We can use this period to sit back, reflect on our journey thus far, evaluate our priorities, plan every aspect of our lives, and develop momentum to launch out when things normalize. Doing this gives you that feeling of being in charge of your life and can get rid of anxiety caused by uncertainties of the future.
Learn valuable skill
Learning a valuable skill is a great way to be productively engaged in this season. Even with the systematic relaxation of the location in several parts of the world, most people still have a lot of time compare to the pre-COVID period. You can leverage on this time to learn a new skill within your field that would be of immense value to you. It could be ICT related, music, writing, enrolling in short courses online, watching videos on YouTube, etc
A publication titled the impact of music therapy on mental health by a music therapist on the National Alliance on Mental Illness journal says, “Research shows the benefits of music therapy for various mental health conditions, including depression, trauma, and schizophrenia (to name a few).” It also further stated that “music acts as a medium for processing emotions, trauma, and grief—but music can also be utilized as a regulating or calming agent for anxiety or for dysregulation.” Nothing more can be said. The specialist has said it all. Music is food for the soul.
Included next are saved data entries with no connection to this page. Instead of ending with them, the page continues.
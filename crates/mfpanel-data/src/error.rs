//! Error types for data operations.

use crate::extract::Dataset;
use std::path::PathBuf;
use thiserror::Error;

/// Result type for data operations.
pub type Result<T> = std::result::Result<T, DataError>;

/// Errors that can occur during data operations.
#[derive(Debug, Error)]
pub enum DataError {
    /// Database error
    #[error("Database error: {0}")]
    Database(#[from] rusqlite::Error),

    /// Polars error
    #[error("Polars error: {0}")]
    Polars(#[from] polars::prelude::PolarsError),

    /// IO error
    #[error("IO error: {0}")]
    Io(#[from] std::io::Error),

    /// Data parsing error
    #[error("Data parsing error: {0}")]
    Parse(String),

    /// Tabular data does not match the declared schema of its dataset
    #[error("Schema error in {dataset}: {reason}")]
    Schema {
        /// Dataset or artifact being read
        dataset: String,
        /// What did not match
        reason: String,
    },

    /// A required extract has never been imported into the cache
    #[error(
        "No cached extract for {dataset}; import it first (`mfpanel import --source <dir>`)"
    )]
    CacheMiss {
        /// Dataset that was requested
        dataset: Dataset,
    },

    /// A file the pipeline depends on does not exist
    #[error("Missing file: {}", path.display())]
    MissingFile {
        /// Path that was expected
        path: PathBuf,
    },

    /// Invalid date range
    #[error("Invalid date range: start {start} is after end {end}")]
    InvalidDateRange {
        /// Start date of the range
        start: String,
        /// End date of the range
        end: String,
    },
}

impl DataError {
    /// Build a schema error for a dataset.
    pub fn schema(dataset: impl ToString, reason: impl Into<String>) -> Self {
        Self::Schema {
            dataset: dataset.to_string(),
            reason: reason.into(),
        }
    }
}
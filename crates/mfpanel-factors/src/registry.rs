//! Regressor Registry
//!
//! The fixed set of regressors of the factor-exposure regressions, in the
//! column order used by every coefficient table.

use serde::{Deserialize, Serialize};
use std::fmt;

/// Number of regressors in every regression.
pub const REGRESSOR_COUNT: usize = 7;

/// Number of regressors read from the factor files.
pub const FACTOR_COUNT: usize = 6;

/// One regressor of the factor-exposure regression.
#[derive(Debug, Clone, Copy, PartialEq, Eq, Hash, PartialOrd, Ord, Serialize, Deserialize)]
pub enum Regressor {
    /// Market excess return.
    MktRf,
    /// Small minus big.
    Smb,
    /// High minus low book-to-market.
    Hml,
    /// Momentum.
    Mom,
    /// Conservative minus aggressive investment.
    Cma,
    /// Robust minus weak profitability.
    Rmw,
    /// Fund net flow.
    Flow,
}

/// All regressors in table order.
pub const REGRESSORS: [Regressor; REGRESSOR_COUNT] = [
    Regressor::MktRf,
    Regressor::Smb,
    Regressor::Hml,
    Regressor::Mom,
    Regressor::Cma,
    Regressor::Rmw,
    Regressor::Flow,
];

/// Where a regressor's values come from.
#[derive(Debug, Clone, Copy, PartialEq, Eq, Hash, Serialize, Deserialize)]
pub enum RegressorSource {
    /// The five-factor research file.
    FiveFactorFile,
    /// The momentum factor file.
    MomentumFile,
    /// Derived from the fund's own assets and returns.
    FundFlow,
}

/// Regressor metadata
#[derive(Debug, Clone, PartialEq, Eq)]
pub struct RegressorInfo {
    /// Regressor.
    pub regressor: Regressor,
    /// Column label used in tables and exports.
    pub label: &'static str,
    /// Source of the values.
    pub source: RegressorSource,
    /// Brief description of what the regressor measures.
    pub description: &'static str,
}

impl Regressor {
    /// Column label used in tables and exports.
    pub const fn label(&self) -> &'static str {
        match self {
            Self::MktRf => "Mkt-RF",
            Self::Smb => "SMB",
            Self::Hml => "HML",
            Self::Mom => "MOM",
            Self::Cma => "CMA",
            Self::Rmw => "RMW",
            Self::Flow => "flow",
        }
    }

    /// Position in the coefficient vector.
    pub const fn index(&self) -> usize {
        *self as usize
    }

    /// Source of the values.
    pub const fn source(&self) -> RegressorSource {
        match self {
            Self::MktRf | Self::Smb | Self::Hml | Self::Cma | Self::Rmw => {
                RegressorSource::FiveFactorFile
            }
            Self::Mom => RegressorSource::MomentumFile,
            Self::Flow => RegressorSource::FundFlow,
        }
    }

    /// Look up a regressor by label, ignoring case.
    pub fn from_label(label: &str) -> Option<Self> {
        REGRESSORS
            .into_iter()
            .find(|r| r.label().eq_ignore_ascii_case(label))
    }
}

impl fmt::Display for Regressor {
    fn fmt(&self, f: &mut fmt::Formatter<'_>) -> fmt::Result {
        f.write_str(self.label())
    }
}

/// Column labels in table order.
pub fn regressor_labels() -> [&'static str; REGRESSOR_COUNT] {
    REGRESSORS.map(|r| r.label())
}

/// Get all regressor info
pub fn available_regressors() -> Vec<RegressorInfo> {
    REGRESSORS
        .into_iter()
        .map(|regressor| RegressorInfo {
            regressor,
            label: regressor.label(),
            source: regressor.source(),
            description: match regressor {
                Regressor::MktRf => "Market return in excess of the risk-free rate",
                Regressor::Smb => "Return of small stocks minus big stocks",
                Regressor::Hml => "Return of high minus low book-to-market stocks",
                Regressor::Mom => "Return of past winners minus past losers",
                Regressor::Cma => "Return of conservative minus aggressive investors",
                Regressor::Rmw => "Return of robust minus weak profitability stocks",
                Regressor::Flow => "Fund assets growth in excess of the fund return",
            },
        })
        .collect()
}

/// Get info for a specific regressor label
pub fn get_regressor_info(label: &str) -> Option<RegressorInfo> {
    let regressor = Regressor::from_label(label)?;
    available_regressors()
        .into_iter()
        .find(|info| info.regressor == regressor)
}

/// Get all regressors from a source
pub fn regressors_by_source(source: RegressorSource) -> Vec<RegressorInfo> {
    available_regressors()
        .into_iter()
        .filter(|info| info.source == source)
        .collect()
}

#[cfg(test)]
mod tests {
    use super::*;

    #[test]
    fn test_table_order() {
        assert_eq!(
            regressor_labels(),
            ["Mkt-RF", "SMB", "HML", "MOM", "CMA", "RMW", "flow"]
        );
        for (i, r) in REGRESSORS.iter().enumerate() {
            assert_eq!(r.index(), i);
        }
    }

    #[test]
    fn test_get_regressor_info() {
        let info = get_regressor_info("mkt-rf").unwrap();
        assert_eq!(info.regressor, Regressor::MktRf);
        assert_eq!(info.source, RegressorSource::FiveFactorFile);

        assert!(get_regressor_info("RF").is_none());
    }

    #[test]
    fn test_regressors_by_source() {
        assert_eq!(
            regressors_by_source(RegressorSource::FiveFactorFile).len(),
            5
        );
        assert_eq!(regressors_by_source(RegressorSource::MomentumFile).len(), 1);
        let flow = regressors_by_source(RegressorSource::FundFlow);
        assert_eq!(flow.len(), 1);
        assert_eq!(flow[0].label, "flow");
        assert_eq!(
            REGRESSOR_COUNT - FACTOR_COUNT,
            flow.len()
        );
    }
}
Say a prayer for depression and sadness
Meditation is a practice that has gained worldwide acceptance as an activity that is imperative for individuals to achieve mental and physical wholesomeness. It could take several forms, depending on your religious affiliation.
Prayer for depression and someone feeling sad has proven benefits for reducing mental illness. Meditation may include solitary morning walks daily befit starting the day. This helps in reducing depression by creating a great avenue for planning the day, eliminating fogginess and unproductivity.
When you read, you engage your mind with the purest of thoughts from the brightest of minds unlimited by geography that have been carefully written in down books. You are privileged to know the mind of people who you probably haven’t met and will likely never meet.
Your mind is relieved of worries about your situation and is taken on a journey through the thoughts, life, and experiences of others about the subject matter of the book. Get a book and read in this isolation; after all, it may be challenging to do so when normalcy returns.
Find a worthy cause and get involved. This idea is interesting. It helps you derive joy from other people’s happiness. Instead of wallowing in self-pity, anxiety, and depression, you could try to look around you and support those you are more privileged than.
It could be joining already existing groups with similar aspirations or starting your own. You may be worried about being laid off from work, and there are others who are unsure of where their next meal is coming from. When you meet their needs, even if it is temporary, the sense of fulfillment and happiness you will get from that act of kindness is divine.
It has been extensively researched, and scientists have found that exercise improves one’s mental health and mood. There are certain chemicals released by the body that can improve one’s mood and reduce anxiety.
This can also help in keeping one in shape, which in turn mitigates against COVID 19 induced weight gain, which is a known cause of depression.